Sepsis—one of the world’s deadliest medical emergencies—may require age-specific treatments to improve survival, according to a groundbreaking study from the Salk Institute. New research reveals that younger and older individuals respond to sepsis through fundamentally different biological mechanisms, suggesting that a “one-size-fits-all” approach to treatment may be limiting patient outcomes.

The study, published in Nature on January 14, 2026, shows that disease tolerance mechanisms—the body’s ability to limit tissue damage during infection—change dramatically with age. Remarkably, the same genes and proteins that protect young individuals from sepsis-induced organ failure can have the opposite effect in older individuals.

Beyond Killing Pathogens: The Importance of Disease Tolerance

Surviving an infection is not solely about eliminating the invading pathogen. The immune system must also carefully regulate its response to avoid damaging the body itself. This protective balancing act is known as disease tolerance, and it plays a crucial role in preventing organ failure during severe infections like sepsis.

“There are many cases where the pathogen is successfully eliminated, but the patient still dies,” said Janelle Ayres, PhD, senior author of the study, Howard Hughes Medical Institute Investigator, and holder of the Salk Institute Legacy Chair. “It’s not just the pathogen that can hurt us—it’s our own immune response. Understanding disease tolerance may help us develop better therapies and avoid the growing problem of antibiotic resistance.”

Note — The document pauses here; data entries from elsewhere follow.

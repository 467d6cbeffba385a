//! Ollama `/api/chat` backend.

use reqwest::Client;
use serde::{Deserialize, Serialize};

use super::{check_status, ChatMessage, ChunkStream, LlmConfig, LlmError, StreamChunk};

#[derive(Debug, Serialize)]
struct ChatRequest<'a> {
    model: &'a str,
    messages: &'a [ChatMessage],
    stream: bool,
    options: Options,
}

#[derive(Debug, Serialize)]
struct Options {
    temperature: f32,
    num_predict: u32,
}

#[derive(Debug, Deserialize)]
struct ChatResponse {
    #[serde(default)]
    message: Option<ResponseMessage>,
    #[serde(default)]
    done: bool,
    #[serde(default)]
    error: Option<String>,
}

#[derive(Debug, Deserialize)]
struct ResponseMessage {
    #[serde(default)]
    content: String,
}

fn request<'a>(config: &'a LlmConfig, messages: &'a [ChatMessage], stream: bool) -> ChatRequest<'a> {
    ChatRequest {
        model: config.effective_model(),
        messages,
        stream,
        options: Options {
            temperature: config.temperature,
            num_predict: config.max_tokens,
        },
    }
}

async fn send(
    client: &Client,
    config: &LlmConfig,
    messages: &[ChatMessage],
    stream: bool,
) -> Result<reqwest::Response, LlmError> {
    let url = format!("{}/api/chat", config.endpoint);
    let mut req = client.post(&url).json(&request(config, messages, stream));
    if !stream {
        req = req.timeout(config.request_timeout());
    }
    let resp = req
        .send()
        .await
        .map_err(|e| LlmError::Connection(e.to_string()))?;
    check_status(resp).await
}

pub(super) async fn complete(
    client: &Client,
    config: &LlmConfig,
    messages: &[ChatMessage],
) -> Result<String, LlmError> {
    let resp = send(client, config, messages, false).await?;
    let body: ChatResponse = resp
        .json()
        .await
        .map_err(|e| LlmError::Parse(e.to_string()))?;
    if let Some(error) = body.error {
        return Err(LlmError::Api(error));
    }
    body.message
        .map(|m| m.content)
        .ok_or_else(|| LlmError::Parse("response has no message".to_string()))
}

pub(super) async fn stream(
    client: &Client,
    config: &LlmConfig,
    messages: &[ChatMessage],
) -> Result<ChunkStream, LlmError> {
    let resp = send(client, config, messages, true).await?;
    Ok(ChunkStream::new(resp.bytes_stream(), parse_line))
}

/// One NDJSON object per line.
fn parse_line(line: &str) -> Option<Result<StreamChunk, LlmError>> {
    let parsed = match serde_json::from_str::<ChatResponse>(line) {
        Ok(parsed) => parsed,
        Err(e) => {
            return Some(Err(LlmError::Parse(format!(
                "bad stream line: {} ({})",
                e,
                crate::utils::truncate_chars(line, 200)
            ))))
        }
    };
    if let Some(error) = parsed.error {
        return Some(Err(LlmError::Api(error)));
    }
    Some(Ok(StreamChunk {
        content: parsed.message.map(|m| m.content).unwrap_or_default(),
        done: parsed.done,
    }))
}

Sepsis: A Global Health Crisis

Sepsis occurs when the immune system overreacts to infection, triggering widespread inflammation that can lead to multi-organ failure and death. It affects people of all ages and is responsible for approximately 20% of all deaths worldwide.

Current treatments rely heavily on antibiotics, sometimes combined with anti-inflammatory drugs. However, antibiotics do not address immune-mediated tissue damage, and their effectiveness is increasingly threatened by antimicrobial resistance, which the World Health Organization has named one of the top 10 global threats to humanity.

Different Ages, Different Survival Strategies

To understand how disease tolerance changes with age, the Salk researchers studied young and aged mice with sepsis using a specialized LD50 infection model that allows direct comparison between survivors and non-survivors.

They found that:

Young mice and older mice followed distinct disease trajectories

Young mice that did not survive died faster, while older mice declined more slowly

Survivors in each age group relied on different disease tolerance mechanisms

In young mice, survival depended on activation of a protein called Foxo1 and its downstream gene Trim63, which promotes energy production in heart and muscle cells through the protein MuRF1. This pathway protected young mice from cardiac damage and multi-organ failure.

Surprisingly, the same pathway proved harmful in older mice.

One Pathway, Opposite Outcomes

In older mice, blocking Foxo1 actually improved survival, while its presence was linked to cardiac enlargement and reduced recovery. Deleting Foxo1 had the opposite effect in young mice, decreasing survival.

“Our findings show that the same molecular pathway determines survival in both young and aged hosts, but it produces opposite outcomes depending on age,” said Justin McCarville, PhD, co-first author of the study. “This underscores the urgent need for therapies that reflect the unique physiology of different age groups.”

Rethinking Sepsis Treatment

The researchers explain their findings through the concept of antagonistic pleiotropy—an evolutionary principle in which traits that are beneficial early in life can become harmful later on.

“While evolution prioritizes survival in youth, that doesn’t mean we’re doomed as we age,” Ayres said. “Aged individuals can still mount effective disease tolerance responses—we just need to understand and support the right ones.”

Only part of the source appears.